On savait très bien qu’Abel Ferrara ne faisait pas dans la dentelle, préférant la satire grossière aux fioritures dramatiques. Alors pourquoi s’étonner de sa représentation grotesque de DSK, aristocrate décadent déjà dépeint comme un « méchant porc » dans de nombreuses publications internationales? Abrasif, mais intègre comme toujours, le vénérable réalisateur new-yorkais ajoute ici très peu de relief à la caricature delizoise, préférant compter sur une mise en scène théâtrale agrémentée d’une vedette diablement enthousiaste afin d’étayer son propos.

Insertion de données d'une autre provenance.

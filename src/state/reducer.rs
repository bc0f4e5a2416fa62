//! Pure reducers, one per top-level state field, composed into a single
//! whole-state `reduce`.
//!
//! Every field reducer is total: it returns its input unchanged for any
//! action it does not handle, so dispatching an action only ever touches
//! the fields that action is about.

use crate::state::action::Action;
use crate::state::app_state::{AppState, ResultsTable, SortKey};

/// Apply `action` to `state`, producing the next state.
///
/// Pure: no side effects, no reads outside the arguments.
pub fn reduce(state: AppState, action: &Action) -> AppState {
    AppState {
        results: results_reducer(state.results, action),
        search_key: search_key_reducer(state.search_key, action),
        search_term: search_term_reducer(state.search_term, action),
        is_loading: is_loading_reducer(state.is_loading, action),
        sort_key: sort_key_reducer(state.sort_key, action),
        is_sort_reverse: is_sort_reverse_reducer(state.is_sort_reverse, action),
    }
}

fn results_reducer(mut results: ResultsTable, action: &Action) -> ResultsTable {
    match action {
        Action::PageArrived { key, result } => {
            // First page for a key creates its bucket; later pages append.
            // No dedup by object_id, matching upstream behavior.
            let bucket = results.entry(key.clone()).or_default();
            bucket.hits.extend(result.hits.iter().cloned());
            bucket.page = result.page;
            results
        }
        Action::Dismiss { key, object_id } => {
            // Missing-bucket dispatches are rejected by the store before
            // reduction; reducers stay total regardless.
            if let Some(bucket) = results.get_mut(key) {
                bucket.hits.retain(|hit| hit.object_id != *object_id);
            }
            results
        }
        _ => results,
    }
}

fn search_key_reducer(state: String, action: &Action) -> String {
    match action {
        Action::UpdateSearchKey(key) => key.clone(),
        _ => state,
    }
}

fn search_term_reducer(state: String, action: &Action) -> String {
    match action {
        Action::UpdateSearchTerm(term) => term.clone(),
        _ => state,
    }
}

fn is_loading_reducer(state: bool, action: &Action) -> bool {
    match action {
        Action::UpdateIsLoading(value) => *value,
        _ => state,
    }
}

fn sort_key_reducer(state: SortKey, action: &Action) -> SortKey {
    match action {
        Action::UpdateSortKey(key) => *key,
        _ => state,
    }
}

fn is_sort_reverse_reducer(state: bool, action: &Action) -> bool {
    match action {
        Action::UpdateIsSortReverse(value) => *value,
        _ => state,
    }
}
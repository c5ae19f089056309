// ── API-to-domain type conversions ──
//
// Bridges the wire `EntityState` into the canonical `Entity` snapshot and
// back. Wire-only bookkeeping (`context`) is dropped on the way in.

use serde_json::Value;
use tracing::debug;

use homelink_api::EntityState;

use crate::error::CoreError;
use crate::model::{Entity, EntityId};

impl TryFrom<EntityState> for Entity {
    type Error = CoreError;

    fn try_from(raw: EntityState) -> Result<Self, Self::Error> {
        Ok(Self {
            id: EntityId::new(raw.entity_id)?,
            state: raw.state,
            attributes: raw.attributes,
            last_changed: raw.last_changed,
            last_updated: raw.last_updated,
        })
    }
}

impl From<&Entity> for EntityState {
    fn from(entity: &Entity) -> Self {
        Self {
            entity_id: entity.id.to_string(),
            state: entity.state.clone(),
            attributes: entity.attributes.clone(),
            last_changed: entity.last_changed,
            last_updated: entity.last_updated,
            context: None,
        }
    }
}

/// Decode one JSON entity, as found in bulk results and event payloads.
pub fn entity_from_value(value: &Value) -> Result<Entity, CoreError> {
    let raw: EntityState =
        serde_json::from_value(value.clone()).map_err(|e| CoreError::Parse {
            message: e.to_string(),
        })?;
    Entity::try_from(raw)
}

/// Decode a bulk entity list, skipping (and logging) malformed entries.
pub fn entities_from_values(values: &[Value]) -> Vec<Entity> {
    values
        .iter()
        .filter_map(|value| match entity_from_value(value) {
            Ok(entity) => Some(entity),
            Err(e) => {
                debug!(error = %e, "skipping malformed entity in bulk result");
                None
            }
        })
        .collect()
}
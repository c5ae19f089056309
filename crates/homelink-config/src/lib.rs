//! Shared configuration for the homelink CLI and relay.
//!
//! TOML profiles, token resolution (env + plaintext + keyring), and
//! translation to `homelink_core::SessionConfig`,
//! `homelink_bridge::BridgeConfig` and `homelink_core::BridgeClientConfig`.
//! The CLI layers its flag overrides on top.

use std::collections::HashMap;
use std::net::SocketAddr;
use std::path::{Path, PathBuf};
use std::time::Duration;

use directories::ProjectDirs;
use figment::{
    Figment,
    providers::{Env, Format, Serialized, Toml},
};
use secrecy::{ExposeSecret, SecretString};
use serde::{Deserialize, Serialize};
use thiserror::Error;
use url::Url;

use homelink_bridge::BridgeConfig;
use homelink_core::{AccessToken, BridgeClientConfig, Eviction, SessionConfig, TlsVerification};

const KEYRING_SERVICE: &str = "homelink";

// ── Error ───────────────────────────────────────────────────────────

#[derive(Debug, Error)]
pub enum ConfigError {
    #[error("invalid {field}: {reason}")]
    Validation { field: String, reason: String },

    #[error("profile '{name}' not found")]
    UnknownProfile { name: String },

    #[error("no access token configured for profile '{profile}'")]
    NoCredentials { profile: String },

    #[error("keyring error: {0}")]
    Keyring(#[from] keyring::Error),

    #[error("failed to serialize config: {0}")]
    Serialization(#[from] toml::ser::Error),

    #[error("config loading failed: {0}")]
    Figment(Box<figment::Error>),

    #[error("IO error: {0}")]
    Io(#[from] std::io::Error),
}

impl From<figment::Error> for ConfigError {
    fn from(err: figment::Error) -> Self {
        Self::Figment(Box::new(err))
    }
}

// ── TOML config structs ─────────────────────────────────────────────

/// Top-level TOML configuration.
#[derive(Debug, Clone, PartialEq, Deserialize, Serialize)]
pub struct Config {
    /// Default profile name.
    pub default_profile: Option<String>,

    #[serde(default)]
    pub defaults: Defaults,

    /// Named backend profiles.
    #[serde(default)]
    pub profiles: HashMap<String, Profile>,

    /// Relay settings for `serve` and `watch`.
    #[serde(default)]
    pub bridge: BridgeSettings,
}

impl Default for Config {
    fn default() -> Self {
        Self {
            default_profile: Some("default".into()),
            defaults: Defaults::default(),
            profiles: HashMap::new(),
            bridge: BridgeSettings::default(),
        }
    }
}

impl Config {
    /// Look up a profile, falling back to `default_profile`.
    pub fn profile(&self, name: Option<&str>) -> Result<(String, &Profile), ConfigError> {
        let name = name
            .map(str::to_owned)
            .or_else(|| self.default_profile.clone())
            .unwrap_or_else(|| "default".into());
        let profile = self
            .profiles
            .get(&name)
            .ok_or_else(|| ConfigError::UnknownProfile { name: name.clone() })?;
        Ok((name, profile))
    }
}

#[derive(Debug, Clone, PartialEq, Deserialize, Serialize)]
pub struct Defaults {
    #[serde(default = "default_output")]
    pub output: String,

    #[serde(default = "default_color")]
    pub color: String,

    #[serde(default)]
    pub insecure: bool,

    /// REST timeout in seconds.
    #[serde(default = "default_timeout")]
    pub timeout: u64,
}

impl Default for Defaults {
    fn default() -> Self {
        Self {
            output: default_output(),
            color: default_color(),
            insecure: false,
            timeout: default_timeout(),
        }
    }
}

fn default_output() -> String {
    "table".into()
}
fn default_color() -> String {
    "auto".into()
}
fn default_timeout() -> u64 {
    30
}

/// A named backend profile.
#[derive(Debug, Clone, Default, PartialEq, Deserialize, Serialize)]
pub struct Profile {
    /// Backend base URL (e.g., "http://homeassistant.local:8123").
    pub url: String,

    /// Explicit WebSocket URL; derived from `url` when unset.
    pub websocket_url: Option<String>,

    /// Access token (plaintext; prefer keyring or env var).
    pub token: Option<String>,

    /// Environment variable name containing the access token.
    pub token_env: Option<String>,

    /// Path to custom CA certificate.
    pub ca_cert: Option<PathBuf>,

    pub insecure: Option<bool>,

    /// REST timeout override, seconds.
    pub timeout: Option<u64>,

    pub reconnect_delay_ms: Option<u64>,
    pub service_timeout_ms: Option<u64>,
    pub eviction: Option<Eviction>,

    /// Use REST for follow-up refreshes (default true).
    pub rest: Option<bool>,
}

#[derive(Debug, Clone, PartialEq, Deserialize, Serialize)]
pub struct BridgeSettings {
    /// Listen address for `serve`.
    #[serde(default = "default_bind")]
    pub bind: String,

    /// Relay URL for `watch`.
    #[serde(default = "default_relay_url")]
    pub relay_url: String,

    /// Push-stream keep-alive comment period, seconds.
    #[serde(default = "default_keepalive")]
    pub keepalive: u64,

    /// Downstream poll period, milliseconds.
    #[serde(default = "default_poll_interval")]
    pub poll_interval_ms: u64,
}

impl Default for BridgeSettings {
    fn default() -> Self {
        Self {
            bind: default_bind(),
            relay_url: default_relay_url(),
            keepalive: default_keepalive(),
            poll_interval_ms: default_poll_interval(),
        }
    }
}

fn default_bind() -> String {
    "127.0.0.1:3000".into()
}
fn default_relay_url() -> String {
    "http://127.0.0.1:3000".into()
}
fn default_keepalive() -> u64 {
    15
}
fn default_poll_interval() -> u64 {
    2000
}

// ── Config file path ────────────────────────────────────────────────

/// Resolve the config file path via XDG / platform conventions.
pub fn config_path() -> PathBuf {
    ProjectDirs::from("dev", "homelink", "homelink").map_or_else(
        || {
            let mut p = PathBuf::from(std::env::var("HOME").unwrap_or_else(|_| ".".into()));
            p.push(".config");
            p.push("homelink");
            p.push("config.toml");
            p
        },
        |dirs| dirs.config_dir().join("config.toml"),
    )
}

// ── Config loading ──────────────────────────────────────────────────

/// Defaults, then the TOML file at `path`, then `HOMELINK_` env vars.
///
/// Nested keys use a double underscore:
/// `HOMELINK_BRIDGE__BIND=0.0.0.0:3000`.
pub fn figment(path: &Path) -> Figment {
    Figment::new()
        .merge(Serialized::defaults(Config::default()))
        .merge(Toml::file(path))
        .merge(Env::prefixed("HOMELINK_").ignore(&["token", "profile", "log"]).split("__"))
}

pub fn load_config_from(path: &Path) -> Result<Config, ConfigError> {
    Ok(figment(path).extract()?)
}

// ── Config saving ───────────────────────────────────────────────────

/// Serialize config to TOML and write it to `path`.
pub fn save_config_to(cfg: &Config, path: &Path) -> Result<(), ConfigError> {
    if let Some(parent) = path.parent() {
        std::fs::create_dir_all(parent)?;
    }
    let toml_str = toml::to_string_pretty(cfg)?;
    std::fs::write(path, toml_str)?;
    Ok(())
}

// ── Token resolution ────────────────────────────────────────────────

fn keyring_entry(profile_name: &str) -> Result<keyring::Entry, ConfigError> {
    Ok(keyring::Entry::new(KEYRING_SERVICE, &format!("{profile_name}/token"))?)
}

/// Resolve the access token without CLI flags:
/// `token_env`, then the plaintext `token`, then the system keyring.
pub fn resolve_token(profile: &Profile, profile_name: &str) -> Result<SecretString, ConfigError> {
    if let Some(ref env_name) = profile.token_env {
        if let Ok(val) = std::env::var(env_name) {
            return Ok(SecretString::from(val));
        }
    }

    if let Some(ref token) = profile.token {
        return Ok(SecretString::from(token.clone()));
    }

    if let Ok(entry) = keyring_entry(profile_name) {
        if let Ok(secret) = entry.get_password() {
            return Ok(SecretString::from(secret));
        }
    }

    Err(ConfigError::NoCredentials {
        profile: profile_name.into(),
    })
}

/// Store a token in the system keyring under the profile's name.
pub fn store_token(profile_name: &str, token: &SecretString) -> Result<(), ConfigError> {
    keyring_entry(profile_name)?.set_password(token.expose_secret())?;
    Ok(())
}

// ── Translation ─────────────────────────────────────────────────────

fn parse_url(field: &str, raw: &str) -> Result<Url, ConfigError> {
    raw.parse().map_err(|e| ConfigError::Validation {
        field: field.into(),
        reason: format!("invalid URL '{raw}': {e}"),
    })
}

/// Build a `SessionConfig` from a profile and an already resolved token.
pub fn session_config(
    profile: &Profile,
    defaults: &Defaults,
    token: SecretString,
) -> Result<SessionConfig, ConfigError> {
    let url = parse_url("url", &profile.url)?;
    let mut config = SessionConfig::new(url, AccessToken::from(token));

    config.websocket_url = profile
        .websocket_url
        .as_deref()
        .map(|raw| parse_url("websocket_url", raw))
        .transpose()?;

    config.tls = if profile.insecure.unwrap_or(defaults.insecure) {
        TlsVerification::DangerAcceptInvalid
    } else if let Some(ref ca_path) = profile.ca_cert {
        TlsVerification::CustomCa(ca_path.clone())
    } else {
        TlsVerification::SystemDefaults
    };

    config.timeout = Duration::from_secs(profile.timeout.unwrap_or(defaults.timeout));
    if let Some(ms) = profile.reconnect_delay_ms {
        config.reconnect_delay = Duration::from_millis(ms);
    }
    if let Some(ms) = profile.service_timeout_ms {
        config.service_timeout = Duration::from_millis(ms);
    }
    if let Some(eviction) = profile.eviction {
        config.eviction = eviction;
    }
    config.rest_enabled = profile.rest.unwrap_or(true);

    Ok(config)
}

/// Build a `SessionConfig` from a profile, resolving its token.
pub fn profile_to_session_config(
    profile: &Profile,
    profile_name: &str,
    defaults: &Defaults,
) -> Result<SessionConfig, ConfigError> {
    let token = resolve_token(profile, profile_name)?;
    session_config(profile, defaults, token)
}

/// Relay configuration around an upstream session.
pub fn bridge_config(settings: &BridgeSettings, session: SessionConfig) -> Result<BridgeConfig, ConfigError> {
    let bind: SocketAddr = settings.bind.parse().map_err(|e| ConfigError::Validation {
        field: "bridge.bind".into(),
        reason: format!("invalid socket address '{}': {e}", settings.bind),
    })?;

    let mut config = BridgeConfig::new(session);
    config.bind = bind;
    config.sse_keepalive = Duration::from_secs(settings.keepalive);
    Ok(config)
}

/// Downstream client configuration for `watch`.
pub fn bridge_client_config(settings: &BridgeSettings) -> Result<BridgeClientConfig, ConfigError> {
    let mut config = BridgeClientConfig::new(parse_url("bridge.relay_url", &settings.relay_url)?);
    config.poll_interval = Duration::from_millis(settings.poll_interval_ms);
    Ok(config)
}
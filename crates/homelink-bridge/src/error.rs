use axum::Json;
use axum::http::StatusCode;
use axum::response::{IntoResponse, Response};
use serde_json::json;
use thiserror::Error;
use tracing::{error, warn};

use homelink_core::CoreError;

/// Failure of one proxy request, rendered as `{"error": "..."}`.
#[derive(Debug, Error)]
pub enum ProxyError {
    #[error("Missing parameters")]
    MissingParameter { field: &'static str },

    #[error("Unknown request type")]
    UnknownRequestType { kind: Option<String> },

    #[error("Invalid request body")]
    InvalidBody { reason: String },

    #[error("Upstream API error: {message}")]
    Upstream { status: u16, message: String },

    #[error("Internal server error")]
    Internal { reason: String },
}

impl ProxyError {
    pub fn status(&self) -> StatusCode {
        match self {
            Self::MissingParameter { .. } | Self::UnknownRequestType { .. } | Self::InvalidBody { .. } => {
                StatusCode::BAD_REQUEST
            }
            Self::Upstream { status, .. } => {
                StatusCode::from_u16(*status).unwrap_or(StatusCode::BAD_GATEWAY)
            }
            Self::Internal { .. } => StatusCode::INTERNAL_SERVER_ERROR,
        }
    }
}

impl From<homelink_api::Error> for ProxyError {
    fn from(err: homelink_api::Error) -> Self {
        match err {
            homelink_api::Error::Http { status, message } => Self::Upstream { status, message },
            other => Self::Internal {
                reason: other.to_string(),
            },
        }
    }
}

impl IntoResponse for ProxyError {
    fn into_response(self) -> Response {
        match &self {
            Self::Internal { reason } => error!(%reason, "proxy request failed"),
            Self::Upstream { status, message } => warn!(status, %message, "upstream rejected proxy request"),
            Self::MissingParameter { field } => warn!(field, "proxy request missing parameter"),
            Self::UnknownRequestType { kind } => warn!(?kind, "unknown proxy request type"),
            Self::InvalidBody { reason } => warn!(%reason, "unreadable proxy request"),
        }
        (self.status(), Json(json!({ "error": self.to_string() }))).into_response()
    }
}

/// Startup and runtime failures of the relay itself.
#[derive(Debug, Error)]
pub enum BridgeError {
    #[error("failed to bind {addr}: {source}")]
    Bind {
        addr: std::net::SocketAddr,
        source: std::io::Error,
    },

    #[error("server error: {0}")]
    Serve(#[from] std::io::Error),

    #[error(transparent)]
    Core(#[from] CoreError),

    #[error(transparent)]
    Api(#[from] homelink_api::Error),
}

#[cfg(test)]
mod tests {
    use super::*;

    #[test]
    fn upstream_status_is_preserved() {
        let err = ProxyError::from(homelink_api::Error::Http {
            status: 404,
            message: "Not Found".into(),
        });
        assert_eq!(err.status(), StatusCode::NOT_FOUND);
        assert_eq!(err.to_string(), "Upstream API error: Not Found");
    }

    #[test]
    fn client_errors_are_bad_requests() {
        let err = ProxyError::MissingParameter { field: "end" };
        assert_eq!(err.status(), StatusCode::BAD_REQUEST);
        assert_eq!(err.to_string(), "Missing parameters");
        assert_eq!(
            ProxyError::UnknownRequestType { kind: None }.to_string(),
            "Unknown request type"
        );
    }

    #[test]
    fn transport_failures_are_internal() {
        let err = ProxyError::from(homelink_api::Error::Protocol("boom".into()));
        assert_eq!(err.status(), StatusCode::INTERNAL_SERVER_ERROR);
        assert_eq!(err.to_string(), "Internal server error");
    }
}
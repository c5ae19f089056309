// ── Service gateway ──
//
// Turns service invocations into `call_service` commands, maps
// correlation-level failures into service-call errors, and schedules the
// follow-up refresh of the call's target entity.

use std::sync::Arc;

use serde_json::{Map, Value};
use tracing::{debug, info, warn};

use homelink_api::Command;

use crate::draft::DraftValue;
use crate::error::CoreError;
use crate::model::{Entity, EntityId};
use crate::session::Session;
use crate::store::FencedWriter;

impl Session {
    /// Invoke `domain.service` on `target`.
    ///
    /// `service_data` is `{entity_id: target, ...data}`; keys in `data`
    /// win. Resolves with the backend's result payload once acknowledged.
    /// On success a refresh of `target` follows after the configured
    /// reconcile delay without blocking the caller.
    pub async fn call_service(
        &self,
        domain: &str,
        service: &str,
        target: &EntityId,
        data: Option<Map<String, Value>>,
    ) -> Result<Value, CoreError> {
        let mut service_data = Map::new();
        service_data.insert("entity_id".into(), Value::String(target.to_string()));
        if let Some(data) = data {
            service_data.extend(data);
        }

        info!(domain, service, entity_id = %target, "calling service");

        let command = Command::CallService {
            domain: domain.into(),
            service: service.into(),
            service_data,
        };

        match self.request(command, self.inner.config.service_timeout).await {
            Ok(result) => {
                self.schedule_refresh(target.clone());
                Ok(result)
            }
            Err(CoreError::RequestTimeout { timeout_ms, .. }) => Err(CoreError::ServiceCallTimeout {
                domain: domain.into(),
                service: service.into(),
                timeout_ms,
            }),
            Err(CoreError::Rejected { code, message }) => {
                Err(CoreError::ServiceCallRejected { code, message })
            }
            Err(e) => Err(e),
        }
    }

    /// [`call_service`](Self::call_service) with an optimistic draft.
    ///
    /// `draft` is visible through [`view`](Self::view) while the call is in
    /// flight and cleared when it settles, whatever the outcome.
    pub async fn call_service_with_draft(
        &self,
        domain: &str,
        service: &str,
        target: &EntityId,
        data: Option<Map<String, Value>>,
        draft: DraftValue,
    ) -> Result<Value, CoreError> {
        let token = self.inner.drafts.set(target.clone(), draft);
        let outcome = self.call_service(domain, service, target, data).await;
        self.inner.drafts.clear(target, token);
        outcome
    }

    fn schedule_refresh(&self, target: EntityId) {
        let session = self.clone();
        let delay = self.inner.config.reconcile_delay;
        let writer = self.inner.epoch.writer(Arc::clone(&self.inner.cache));

        tokio::spawn(async move {
            tokio::time::sleep(delay).await;
            if let Err(e) = session.refresh_entity(&target, &writer).await {
                warn!(entity_id = %target, error = %e, "follow-up refresh failed");
            }
        });
    }

    /// Fetch the current state of one entity into the cache: over REST when
    /// a client is configured, else via `get_states` on the socket.
    async fn refresh_entity(&self, target: &EntityId, writer: &FencedWriter) -> Result<(), CoreError> {
        if let Some(rest) = &self.inner.rest {
            let state = rest.get_state(target.as_str()).await?;
            let entity = Entity::try_from(state)?;
            if writer.apply(entity) {
                debug!(entity_id = %target, "refreshed over REST");
            }
            return Ok(());
        }

        self.request(Command::GetStates, self.inner.config.state_timeout)
            .await?;
        debug!(entity_id = %target, "refreshed via get_states");
        Ok(())
    }
}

Il accouche ainsi d’une œuvre très opportune, fictionnalisation habile d’un événement-clé de l’actualité récente et critique décapante des excès de l’élite financière moderne, mafia de l’abstraction pour qui le marchandage des ressources équivaut désormais au marchandage des êtres humains. Mieux encore, il parvient ainsi à créer un film de vengeance prolétaire incroyablement libérateur, exutoire nécessaire pour tous ceux qui demeurent insatisfaits de l’issue du procès pour agression sexuelle subie par le tsar français de la finance.
L’histoire est archiconnue : le président du FMI et potentiel candidat à la présidence française Dominique Strauss-Kahn se retrouve à New York en mai 2011 pour un voyage d’affaires. Il loge alors au prestigieux Sofitel de Manhattan, où il agressera prétendument une femme de chambre au sortir de la douche, donnant lieu à une poursuite criminelle qui entachera sa réputation de manière indélébile, ruinant du coup toutes ses chances d’accéder aux portes de l’Élysée. Basé sur des transcriptions prises lors du procès, le film de Ferrara est surtout fait de conjectures relatives à la vie personnelle de l’homme, qu’il dépeint comme un être ignoble et dégoûtant dont les nombreux sophismes cachent une écœurante misanthropie adoucie seulement à la toute fin par une généreuse ouverture narrative. On le suivra donc à la trace lors de trois actes distincts, tous périphériques au procès lui-même, représentant respectivement la décadence initiale du personnage, son humiliante incarcération, et la dissolution de son couple avec Anne Sinclair. On a bien sûr changé les noms des intervenants par précaution légale, mais la similarité avec leurs contreparties réelles est si frappante qu’elle ne laisse planer aucun doute.
Le film débute en mode documentaire, alors que Ferrara nous convie au casting de
Gérard Depardieu dans le rôle-titre. Attablé devant le vénérable comédien, dont les frasques récentes (conduite en état d’ébriété, miction sur la moquette d’un avion, changement de nationalité opportuniste...) ne manquent pas de nous rappeler celles de son alter ego, le réalisateur lui demande pourquoi il souhaite participer au projet. L’interrogé répond alors simplement qu’il n’aime pas DSK, avant de se lancer dans une tirade philosophique dont s’abreuvent goulûment tous les témoins de la scène. La mise en abyme est judicieuse, puisqu’elle permet d’interroger la méthode d’une vedette qui habitera bientôt son personnage jusque dans ses plus intimes retranchements, s’appropriant ainsi le récit à la manière d’un acteur de théâtre laissé seul sur les planches. Comme l’avait fait Harvey Keitel dans
Bad Lieutenant (1992), Depardieu signe ici une performance entière et essentielle, meublant une diégèse vide et lisse avec ses râlements incessants et le spectacle toujours courageux de son physique ingrat.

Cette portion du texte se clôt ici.